**Given data**
──────────
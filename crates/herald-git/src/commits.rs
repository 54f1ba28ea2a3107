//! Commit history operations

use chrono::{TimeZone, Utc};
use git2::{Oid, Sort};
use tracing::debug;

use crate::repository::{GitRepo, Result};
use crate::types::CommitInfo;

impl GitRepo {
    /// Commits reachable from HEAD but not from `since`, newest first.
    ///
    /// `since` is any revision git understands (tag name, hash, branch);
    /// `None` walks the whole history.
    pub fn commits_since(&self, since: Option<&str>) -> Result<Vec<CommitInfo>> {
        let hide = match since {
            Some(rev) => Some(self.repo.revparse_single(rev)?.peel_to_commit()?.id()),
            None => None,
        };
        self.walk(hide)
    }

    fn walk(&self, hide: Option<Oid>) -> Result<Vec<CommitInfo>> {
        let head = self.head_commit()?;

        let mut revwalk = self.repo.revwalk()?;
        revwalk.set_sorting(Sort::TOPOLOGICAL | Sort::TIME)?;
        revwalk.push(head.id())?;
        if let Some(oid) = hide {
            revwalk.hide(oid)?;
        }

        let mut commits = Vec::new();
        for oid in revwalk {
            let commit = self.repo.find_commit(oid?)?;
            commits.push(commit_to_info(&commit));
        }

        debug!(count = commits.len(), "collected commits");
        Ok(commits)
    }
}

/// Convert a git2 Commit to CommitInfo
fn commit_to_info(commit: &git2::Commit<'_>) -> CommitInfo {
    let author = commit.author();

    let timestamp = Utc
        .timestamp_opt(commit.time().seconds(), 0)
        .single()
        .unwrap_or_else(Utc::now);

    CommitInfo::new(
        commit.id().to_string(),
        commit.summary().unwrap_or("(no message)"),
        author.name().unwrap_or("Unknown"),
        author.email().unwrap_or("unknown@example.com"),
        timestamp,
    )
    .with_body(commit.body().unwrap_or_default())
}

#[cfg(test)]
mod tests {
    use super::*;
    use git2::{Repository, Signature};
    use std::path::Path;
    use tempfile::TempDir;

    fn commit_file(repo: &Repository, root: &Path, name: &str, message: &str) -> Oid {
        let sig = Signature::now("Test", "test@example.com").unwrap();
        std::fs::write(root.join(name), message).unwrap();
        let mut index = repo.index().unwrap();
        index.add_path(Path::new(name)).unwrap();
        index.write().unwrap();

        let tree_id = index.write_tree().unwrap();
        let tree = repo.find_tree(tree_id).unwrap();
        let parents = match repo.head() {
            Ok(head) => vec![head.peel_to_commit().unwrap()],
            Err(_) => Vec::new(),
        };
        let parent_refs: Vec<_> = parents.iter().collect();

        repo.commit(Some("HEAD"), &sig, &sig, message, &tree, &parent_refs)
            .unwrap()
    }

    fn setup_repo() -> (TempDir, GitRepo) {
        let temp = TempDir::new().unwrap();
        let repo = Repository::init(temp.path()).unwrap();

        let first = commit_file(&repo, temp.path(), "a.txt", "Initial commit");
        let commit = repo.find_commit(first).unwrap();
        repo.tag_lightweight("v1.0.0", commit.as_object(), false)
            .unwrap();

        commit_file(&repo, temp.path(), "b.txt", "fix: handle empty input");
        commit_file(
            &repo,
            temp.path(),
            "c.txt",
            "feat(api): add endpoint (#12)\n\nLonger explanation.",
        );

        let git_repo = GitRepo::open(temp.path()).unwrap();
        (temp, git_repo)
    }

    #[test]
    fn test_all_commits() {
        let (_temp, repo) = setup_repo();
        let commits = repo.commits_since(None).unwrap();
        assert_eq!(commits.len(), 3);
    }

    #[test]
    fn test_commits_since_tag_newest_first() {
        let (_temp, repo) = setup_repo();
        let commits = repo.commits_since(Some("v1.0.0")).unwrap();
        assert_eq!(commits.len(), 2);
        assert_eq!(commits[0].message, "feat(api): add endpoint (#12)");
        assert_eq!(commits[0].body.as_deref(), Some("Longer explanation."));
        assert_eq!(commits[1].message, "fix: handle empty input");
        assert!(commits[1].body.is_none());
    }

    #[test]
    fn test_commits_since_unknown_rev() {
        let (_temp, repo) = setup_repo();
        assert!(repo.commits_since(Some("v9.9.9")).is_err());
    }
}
──────────
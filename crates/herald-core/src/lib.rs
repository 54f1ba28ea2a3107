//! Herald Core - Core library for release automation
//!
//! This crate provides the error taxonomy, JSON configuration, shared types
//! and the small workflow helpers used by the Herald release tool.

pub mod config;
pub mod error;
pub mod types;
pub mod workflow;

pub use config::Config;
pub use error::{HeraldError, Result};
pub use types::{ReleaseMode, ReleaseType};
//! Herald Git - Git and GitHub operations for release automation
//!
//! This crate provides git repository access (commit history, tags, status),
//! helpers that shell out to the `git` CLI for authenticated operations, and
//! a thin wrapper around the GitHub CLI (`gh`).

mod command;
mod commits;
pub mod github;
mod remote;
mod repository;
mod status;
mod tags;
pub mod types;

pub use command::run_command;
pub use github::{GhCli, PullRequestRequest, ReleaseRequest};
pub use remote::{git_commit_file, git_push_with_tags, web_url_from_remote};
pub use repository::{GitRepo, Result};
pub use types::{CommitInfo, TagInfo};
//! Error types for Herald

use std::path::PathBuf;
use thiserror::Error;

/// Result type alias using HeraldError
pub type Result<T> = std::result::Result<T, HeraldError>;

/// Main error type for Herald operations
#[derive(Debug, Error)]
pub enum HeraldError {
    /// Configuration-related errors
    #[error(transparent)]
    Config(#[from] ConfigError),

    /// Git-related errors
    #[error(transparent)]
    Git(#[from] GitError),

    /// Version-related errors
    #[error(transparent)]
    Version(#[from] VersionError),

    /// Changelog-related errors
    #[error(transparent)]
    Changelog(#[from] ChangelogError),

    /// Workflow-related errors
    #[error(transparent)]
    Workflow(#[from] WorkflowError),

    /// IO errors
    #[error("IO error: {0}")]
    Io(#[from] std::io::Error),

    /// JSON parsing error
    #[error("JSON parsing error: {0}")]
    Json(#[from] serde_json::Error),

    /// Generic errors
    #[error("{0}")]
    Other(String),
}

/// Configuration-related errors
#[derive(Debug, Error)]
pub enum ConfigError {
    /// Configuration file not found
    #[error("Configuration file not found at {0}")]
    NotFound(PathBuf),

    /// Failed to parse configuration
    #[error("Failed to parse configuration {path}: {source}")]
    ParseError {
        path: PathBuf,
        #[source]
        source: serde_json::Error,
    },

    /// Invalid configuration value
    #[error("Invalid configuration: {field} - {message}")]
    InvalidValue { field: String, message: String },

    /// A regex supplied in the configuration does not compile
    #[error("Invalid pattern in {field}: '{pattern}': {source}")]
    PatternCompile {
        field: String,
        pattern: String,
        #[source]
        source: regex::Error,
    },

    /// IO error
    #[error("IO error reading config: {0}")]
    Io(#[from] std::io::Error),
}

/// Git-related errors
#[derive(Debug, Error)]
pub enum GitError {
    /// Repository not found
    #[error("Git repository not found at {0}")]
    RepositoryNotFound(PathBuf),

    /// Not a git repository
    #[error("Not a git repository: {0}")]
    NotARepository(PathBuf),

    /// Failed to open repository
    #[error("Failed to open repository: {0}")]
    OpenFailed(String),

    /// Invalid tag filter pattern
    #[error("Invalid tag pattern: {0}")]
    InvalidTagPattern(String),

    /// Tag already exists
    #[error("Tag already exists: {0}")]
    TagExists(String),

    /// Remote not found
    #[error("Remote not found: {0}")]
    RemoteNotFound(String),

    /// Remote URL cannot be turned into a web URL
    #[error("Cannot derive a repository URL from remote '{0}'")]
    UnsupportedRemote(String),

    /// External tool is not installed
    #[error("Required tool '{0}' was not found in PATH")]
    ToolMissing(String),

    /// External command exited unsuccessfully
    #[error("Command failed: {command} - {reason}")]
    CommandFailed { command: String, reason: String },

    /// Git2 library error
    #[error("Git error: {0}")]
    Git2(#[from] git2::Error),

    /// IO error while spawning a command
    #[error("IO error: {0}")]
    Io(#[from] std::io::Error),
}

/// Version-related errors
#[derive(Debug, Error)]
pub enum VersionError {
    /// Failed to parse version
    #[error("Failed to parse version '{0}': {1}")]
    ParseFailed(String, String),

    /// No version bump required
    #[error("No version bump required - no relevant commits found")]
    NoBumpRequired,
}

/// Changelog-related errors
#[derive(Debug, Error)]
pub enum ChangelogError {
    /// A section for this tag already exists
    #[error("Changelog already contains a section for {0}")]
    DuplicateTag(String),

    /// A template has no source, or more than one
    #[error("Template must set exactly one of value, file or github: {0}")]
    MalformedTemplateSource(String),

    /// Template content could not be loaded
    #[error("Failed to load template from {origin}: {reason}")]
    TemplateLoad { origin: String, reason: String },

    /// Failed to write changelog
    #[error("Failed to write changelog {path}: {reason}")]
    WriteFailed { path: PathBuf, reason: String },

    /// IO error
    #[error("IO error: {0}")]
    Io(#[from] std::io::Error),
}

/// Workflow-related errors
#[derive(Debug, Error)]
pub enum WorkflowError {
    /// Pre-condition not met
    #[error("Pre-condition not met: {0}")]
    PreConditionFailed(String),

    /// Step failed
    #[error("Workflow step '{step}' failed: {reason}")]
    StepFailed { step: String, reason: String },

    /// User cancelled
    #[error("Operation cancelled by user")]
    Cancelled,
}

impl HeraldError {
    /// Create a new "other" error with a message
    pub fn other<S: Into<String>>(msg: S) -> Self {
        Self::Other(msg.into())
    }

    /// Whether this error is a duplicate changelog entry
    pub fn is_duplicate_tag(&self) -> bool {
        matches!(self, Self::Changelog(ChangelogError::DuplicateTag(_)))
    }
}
──────────
**Exercise goal**
Take the records above and return, word for word, only the lines that fall from the line with "use tracing::debug;" to the line with "the whole history.", both of them included.

**Completed exercise**
use tracing::debug;

use crate::repository::{GitRepo, Result};
use crate::types::CommitInfo;

impl GitRepo {
    /// Commits reachable from HEAD but not from `since`, newest first.
    ///
    /// `since` is any revision git understands (tag name, hash, branch);
    /// `None` walks the whole history.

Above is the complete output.